If you worry about Lyme’s disease, here are a few things to do before you go outdoors to a wooded area or an area that has lots of bushes and grass. 1. Protect your skin with a repellent containing at least 20% DEET. If you prefer to go chemical-free, try an oil of lemon eucalyptus product. Both products will repel ticks. 2. Spray your clothes before going out with a solution containing the insecticide permethrin which will kill ticks on contact. 3. Check your pets before they come inside as they can pick up ticks when outdoors. 4. To spot a tick which is a black dot, wear colorful clothes, long sleeved shirts, long pants tucked into socks, and gloves if you are in a high-risk area. Avoid open toed shoes. 5. As soon as you return, check your clothes, shoes, hair, scalp and body for ticks. As an extra precaution, you can put your clothes in the dryer for 20 minutes to kill any bugs you have missed. 6. It only takes a few minutes for a tick to imbed itself in the skin, so showering as soon as you’re back from your trip outdoors is recommended. This information was taken from Woman’s World.

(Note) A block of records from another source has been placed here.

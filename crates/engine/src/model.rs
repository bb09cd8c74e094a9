//! The model: folder registry, peer registry, protocol dispatch
//!
//! One model per device. It owns the folder runners and their file sets,
//! tracks live connections, dispatches every inbound protocol message,
//! and reacts to configuration changes by reconciling the set of running
//! folders against the desired one. Connections call into the model via
//! the handler trait; runners see it only through the read-only cluster
//! view.

use std::collections::{HashMap, HashSet};
use std::sync::{Arc, Weak};

use async_trait::async_trait;
use bytes::Bytes;
use color_eyre::eyre::bail;
use parking_lot::RwLock;
use sha2::{Digest, Sha256};
use tracing::{debug, info, warn};

use meshsync_core::device_id::short_id_collision;
use meshsync_core::paths::{check_name, sanitize_name};
use meshsync_core::{
    CommitResult, Committer, Config, ConfigStore, DeviceConfig, DeviceId, Event, EventSink,
    FileInfo, FolderActivity, FolderConfig, FolderDevice, BLOCK_SIZE_MAX,
};
use meshsync_db::{FileSet, IndexDb};
use meshsync_proto::{
    AuthenticatedStream, CcDevice, CcFolder, ClusterConfig, Connection, ConnectionConfig,
    ConnectionHandler, DownloadProgressUpdate, ErrorCode, Hello, Request,
};

use crate::folder::{FolderDeps, FolderRunner};
use crate::fs::{Filesystem, RealFs};
use crate::names::temp_name;
use crate::versioner::{NoopVersioner, TrashVersioner, Versioner};
use crate::view::ClusterView;

const CLIENT_NAME: &str = "meshsync";
const CLIENT_VERSION: &str = env!("CARGO_PKG_VERSION");

/// Records per index batch when (re)sending a folder's index.
const INDEX_BATCH: usize = 1000;

struct FolderEntry {
    config: FolderConfig,
    fileset: Arc<FileSet>,
    runner: Option<Arc<FolderRunner>>,
}

/// The coordinating object for one device.
pub struct Model {
    my_id: DeviceId,
    my_name: String,
    config: Arc<ConfigStore>,
    db: Arc<IndexDb>,
    events: EventSink,
    folders: RwLock<HashMap<String, FolderEntry>>,
    connections: RwLock<HashMap<DeviceId, Arc<Connection>>>,
    hellos: RwLock<HashMap<DeviceId, Hello>>,
    /// device -> (folder, name) -> temp block indexes the device holds
    downloads: RwLock<HashMap<DeviceId, HashMap<(String, String), HashSet<u32>>>>,
    /// Serializes runner start/stop against config churn.
    reconcile_lock: tokio::sync::Mutex<()>,
}

impl std::fmt::Debug for Model {
    fn fmt(&self, f: &mut std::fmt::Formatter<'_>) -> std::fmt::Result {
        f.debug_struct("Model")
            .field("my_id", &self.my_id)
            .field("my_name", &self.my_name)
            .finish_non_exhaustive()
    }
}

If you are feeling down, you’re twice as likely to experience brain fog if you spend less than 15 minutes in the sunshine daily. The University of Alabama at Birmingham did a study and concluded sunshine peps you up. Of course, don’t forget to use your sunscreen when you get your 15 minutes in the sunshine. This information was also taken from Woman’s World.
Avoid the ulcer-stroke connection — Got a dull ache in your belly, chronic indigestion, or pain that flares a few hours after meals or at night? Ask your doctor to test you for H. pylori—the troublesome tummy bug that causes most ulcers. If you have it, treatment with a course of antibiotics can cut your risk of a stroke in half! The reason: H. pylori don’t only irritate the stomach lining; they also trigger damaging inflammation inside arteries. This information was taken from Woman’s World.

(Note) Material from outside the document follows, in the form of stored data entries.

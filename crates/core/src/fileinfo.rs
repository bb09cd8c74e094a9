//! File metadata records: the unit of synchronization

use std::time::{Duration, SystemTime, UNIX_EPOCH};

use serde::{Deserialize, Serialize};

use crate::blocks::BlockInfo;
use crate::device_id::DeviceId;
use crate::vector::{Ordering, Vector};

/// Kind of filesystem entry a record describes.
#[derive(Debug, Clone, Copy, PartialEq, Eq, Serialize, Deserialize)]
pub enum FileType {
    File,
    Directory,
    Symlink,
}

impl FileType {
    #[must_use]
    pub fn as_u8(self) -> u8 {
        match self {
            Self::File => 0,
            Self::Directory => 1,
            Self::Symlink => 2,
        }
    }

    #[must_use]
    pub fn from_u8(v: u8) -> Option<Self> {
        match v {
            0 => Some(Self::File),
            1 => Some(Self::Directory),
            2 => Some(Self::Symlink),
            _ => None,
        }
    }
}

/// Metadata for one synchronized entry, as stored in the index and
/// exchanged between devices.
#[derive(Debug, Clone, PartialEq, Serialize, Deserialize)]
pub struct FileInfo {
    /// Folder-relative path, forward slashes, normalized
    pub name: String,
    pub file_type: FileType,
    /// Size in bytes (zero for directories and symlinks)
    pub size: u64,
    /// Unix permission bits
    pub permissions: u32,
    /// Modification time, seconds since the epoch
    pub modified_s: i64,
    /// Nanosecond remainder of the modification time
    pub modified_ns: i32,
    /// Version vector; the authority on which record is newer
    pub version: Vector,
    /// Per-device sequence number assigned when the record was committed
    pub sequence: u64,
    pub deleted: bool,
    /// Record is unusable (scan error, out-of-policy); never a sync source
    pub invalid: bool,
    /// Permission bits are not meaningful on the origin filesystem
    pub no_permissions: bool,
    /// Block size used to cut this file, so peers agree on boundaries
    pub block_size: u32,
    /// Content blocks; empty for deleted records and non-files
    pub blocks: Vec<BlockInfo>,
    /// Target path for symlinks, empty otherwise
    pub symlink_target: String,
}

impl FileInfo {
    #[must_use]
    pub fn is_file(&self) -> bool {
        self.file_type == FileType::File
    }

    #[must_use]
    pub fn is_directory(&self) -> bool {
        self.file_type == FileType::Directory
    }

    #[must_use]
    pub fn is_symlink(&self) -> bool {
        self.file_type == FileType::Symlink
    }

    /// Usable as a sync source: present and not flagged invalid.
    #[must_use]
    pub fn is_usable(&self) -> bool {
        !self.invalid
    }

    #[must_use]
    pub fn modified(&self) -> SystemTime {
        if self.modified_s >= 0 {
            UNIX_EPOCH
                + Duration::from_secs(self.modified_s as u64)
                + Duration::from_nanos(self.modified_ns.max(0) as u64)
        } else {
            UNIX_EPOCH - Duration::from_secs(self.modified_s.unsigned_abs())
        }
    }

    /// Set the modification time from a `SystemTime`.
    pub fn set_modified(&mut self, t: SystemTime) {
        match t.duration_since(UNIX_EPOCH) {
            Ok(d) => {
                self.modified_s = d.as_secs() as i64;
                self.modified_ns = d.subsec_nanos() as i32;
            }
            Err(e) => {
                self.modified_s = -(e.duration().as_secs() as i64);
                self.modified_ns = 0;
            }
        }
    }

    /// Whether two records describe equivalent content and metadata,
    /// ignoring bookkeeping fields (sequence, version).
    #[must_use]
    pub fn is_equivalent(&self, other: &Self) -> bool {
        self.name == other.name
            && self.file_type == other.file_type
            && self.deleted == other.deleted
            && self.size == other.size
            && self.blocks == other.blocks
            && self.symlink_target == other.symlink_target
    }

    /// Decide the winner between two records for the same path whose
    /// versions do not order each other.
    ///
    /// The chain: a present entry beats a deleted one; then the newer
    /// modification time; then the greater device id. `self_dev` and
    /// `other_dev` are the devices whose index each record came from, which
    /// makes the result independent of iteration order.
    #[must_use]
    pub fn wins_conflict(&self, other: &Self, self_dev: &DeviceId, other_dev: &DeviceId) -> bool {
        match self.version.compare(&other.version) {
            Ordering::Greater => return true,
            Ordering::Lesser => return false,
            Ordering::Equal | Ordering::Concurrent => {}
        }
        if self.deleted != other.deleted {
            return !self.deleted;
        }
        let self_mtime = (self.modified_s, self.modified_ns);
        let other_mtime = (other.modified_s, other.modified_ns);
        if self_mtime != other_mtime {
            return self_mtime > other_mtime;
        }
        self_dev > other_dev
    }
}

/// A deletion record superseding `prev`, authored by `short` via the
/// caller-updated version vector.
#[must_use]
pub fn tombstone_of(prev: &FileInfo, version: Vector) -> FileInfo {
    FileInfo {
        name: prev.name.clone(),
        file_type: prev.file_type,
        size: 0,
        permissions: 0,
        modified_s: prev.modified_s,
        modified_ns: prev.modified_ns,
        version,
        sequence: 0,
        deleted: true,
        invalid: false,
        no_permissions: prev.no_permissions,
        block_size: 0,
        blocks: Vec::new(),
        symlink_target: String::new(),
    }
}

Did you know that pets can have a heatstroke? Never leave your pet inside a car while you go shopping, especially when it is warm outside. Even a crack in the window can be dangerous for your pet. When it is hot outside, it only takes a few minutes for the car to get so warm that your pet can have a heatstroke. Signals of heatstroke are: Lethargy, change in tongue and gum color, and heavy panting. Animals should not be exercised during the heat of the day. Provide plenty of water for your pets, especially if they stay outdoors. This information was taken from This Old House.

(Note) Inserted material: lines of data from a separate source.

impl Connection {
    /// Perform the Hello exchange and start the reader and writer tasks.
    ///
    /// # Errors
    /// Returns an error if the peer's first message is not `Hello` or the
    /// exchange fails.
    pub async fn establish(
        stream: AuthenticatedStream,
        local_hello: Hello,
        config: ConnectionConfig,
        handler: Arc<dyn ConnectionHandler>,
    ) -> Result<Arc<Self>, ProtocolError> {
        let AuthenticatedStream { remote, stream } = stream;
        let (mut read_half, mut write_half) = tokio::io::split(stream);

        // Hello goes out uncompressed, before any negotiation applies.
        write_message(
            &mut write_half,
            &Message::Hello(local_hello),
            Compression::Never,
        )
        .await?;

        let first = tokio::time::timeout(config.receive_timeout, read_message(&mut read_half))
            .await
            .map_err(|_| {
                ProtocolError::Io(std::io::Error::new(
                    std::io::ErrorKind::TimedOut,
                    "timed out waiting for Hello",
                ))
            })??;
        let Message::Hello(remote_hello) = first else {
            return Err(ProtocolError::MissingHello);
        };
        debug!(
            %remote,
            name = %remote_hello.device_name,
            client = %remote_hello.client_name,
            "peer connected"
        );

        let kib = if config.max_request_kib == 0 {
            DEFAULT_MAX_REQUEST_KIB
        } else {
            config.max_request_kib
        };
        let budget_total = (kib as usize) * 1024;

        let (writer_tx, writer_rx) = mpsc::channel(128);
        let cancel = CancellationToken::new();

        let conn = Arc::new(Self {
            remote,
            remote_hello,
            writer_tx,
            pending: Mutex::new(HashMap::new()),
            next_id: AtomicU32::new(1),
            budget: Arc::new(Semaphore::new(budget_total)),
            budget_total,
            cancel,
            closed: AtomicBool::new(false),
        });

        tokio::spawn(writer_loop(
            write_half,
            writer_rx,
            config.compression,
            config.ping_interval,
            conn.cancel.clone(),
        ));
        tokio::spawn(reader_loop(
            conn.clone(),
            read_half,
            handler,
            config.receive_timeout,
        ));

        Ok(conn)
    }

    #[must_use]
    pub fn remote(&self) -> DeviceId {
        self.remote
    }

    /// The Hello the peer sent during the handshake.
    #[must_use]
    pub fn hello(&self) -> &Hello {
        &self.remote_hello
    }

    #[must_use]
    pub fn is_closed(&self) -> bool {
        self.closed.load(AtomicOrdering::SeqCst)
    }

    async fn send(&self, msg: Message) -> Result<(), ProtocolError> {
        if self.is_closed() {
            return Err(ProtocolError::Closed);
        }
        self.writer_tx
            .send(msg)
            .await
            .map_err(|_| ProtocolError::Closed)
    }

    /// Send our cluster view.
    ///
    /// # Errors
    /// Returns [`ProtocolError::Closed`] after close.
    pub async fn send_cluster_config(&self, config: ClusterConfig) -> Result<(), ProtocolError> {
        self.send(Message::ClusterConfig(config)).await
    }

    /// Send a full index for a folder.
    ///
    /// # Errors
    /// Returns [`ProtocolError::Closed`] after close.
    pub async fn send_index(
        &self,
        folder: String,
        files: Vec<FileInfo>,
    ) -> Result<(), ProtocolError> {
        self.send(Message::Index { folder, files }).await
    }

    /// Send an incremental index delta for a folder.
    ///
    /// # Errors
    /// Returns [`ProtocolError::Closed`] after close.
    pub async fn send_index_update(
        &self,
        folder: String,
        files: Vec<FileInfo>,
    ) -> Result<(), ProtocolError> {
        self.send(Message::IndexUpdate { folder, files }).await
    }

    /// Advertise temporary-file progress.
    ///
    /// # Errors
    /// Returns [`ProtocolError::Closed`] after close.
    pub async fn send_download_progress(
        &self,
        folder: String,
        updates: Vec<DownloadProgressUpdate>,
    ) -> Result<(), ProtocolError> {
        self.send(Message::DownloadProgress { folder, updates })
            .await
    }

    /// Request a byte range from the peer. Holds `size` bytes of the
    /// per-peer budget until the response (or cancellation) arrives, so
    /// callers naturally throttle to `max_request_kib`.
    ///
    /// # Errors
    /// Returns the peer's error code or a cancellation.
    #[allow(clippy::too_many_arguments)]
    pub async fn request(
        &self,
        folder: &str,
        name: &str,
        offset: i64,
        size: i32,
        hash: [u8; 32],
        weak_hash: u32,
        from_temporary: bool,
    ) -> Result<Bytes, RequestError> {
        if self.is_closed() {
            return Err(RequestError::Canceled);
        }

        let want = (size.max(0) as usize).min(self.budget_total).max(1) as u32;
        let _permit = tokio::select! {
            permit = self.budget.clone().acquire_many_owned(want) => {
                permit.map_err(|_| RequestError::Canceled)?
            }
            () = self.cancel.cancelled() => return Err(RequestError::Canceled),
        };

        let id = self.next_id.fetch_add(1, AtomicOrdering::SeqCst);
        let (tx, rx) = oneshot::channel();
        self.pending.lock().insert(id, tx);

        let sent = self
            .send(Message::Request(Request {
                id,
                folder: folder.to_string(),
                name: name.to_string(),
                offset,
                size,
                hash,
                weak_hash,
                from_temporary,
            }))
            .await;
        if sent.is_err() {
            self.pending.lock().remove(&id);
            return Err(RequestError::Canceled);
        }

        let response = rx.await.map_err(|_| RequestError::Canceled)??;
        match response.code {
            ErrorCode::NoError => Ok(response.data),
            ErrorCode::Generic => Err(RequestError::Generic),
            ErrorCode::NoSuchFile => Err(RequestError::NoSuchFile),
            ErrorCode::InvalidFile => Err(RequestError::InvalidFile),
        }
    }

    /// Close gracefully: tell the peer why, stop both tasks, cancel
    /// outstanding requests.
    pub async fn close(&self, reason: &str) {
        if self.closed.swap(true, AtomicOrdering::SeqCst) {
            return;
        }
        let _ = self
            .writer_tx
            .send(Message::Close {
                reason: reason.to_string(),
            })
            .await;
        self.cancel.cancel();
        self.fail_pending();
    }

    fn fail_pending(&self) {
        let mut pending = self.pending.lock();
        for (_, tx) in pending.drain() {
            let _ = tx.send(Err(RequestError::Canceled));
        }
    }

    fn complete_request(&self, response: Response) {
        match self.pending.lock().remove(&response.id) {
            Some(tx) => {
                let _ = tx.send(Ok(response));
            }
            // Late response for a locally-canceled request.
            None => trace!(id = response.id, "dropping unmatched response"),
        }
    }
}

Do you throw your aluminum pie plates away? Here are a few ways to use them after you eat the pie. Make a bird deflector by crafting tin ornaments to keep feathered friends from striking your windows. Make the design your wish, put a hole in the tin and tie with a string. Use a pie tin as a mini roller tray when painting. They are just the right size to hold small amounts of paint when doing touch ups around the house. Prevent a melted wax mess by placing a pie plate under burning candles outside to stop wax from dripping onto your table or patio. Use pie plates to surround gas burners or to line burners on an electric stove. Cut a hole in the center large enough for the burner, as needed. Use an aluminum pie plate set on a heatproof surface as a resting place for your heat gun or soldering iron. Cut a pie plate in half, and secure the finished edges with staples or duct tape, open-side up, to a workshop wall. Use it to hold saw blades and sanding disks. Fill a pie tin with an inch of water and place a pet-food bowl in it to prevent ants from getting into the food. Lastly, poke the bottom of the pie plate with a knife. Make alternate vertical and horizontal slits. Fill with vegetables that might otherwise slip through your grill grate. These tidbits were given to This Old House by Michelle Brunner.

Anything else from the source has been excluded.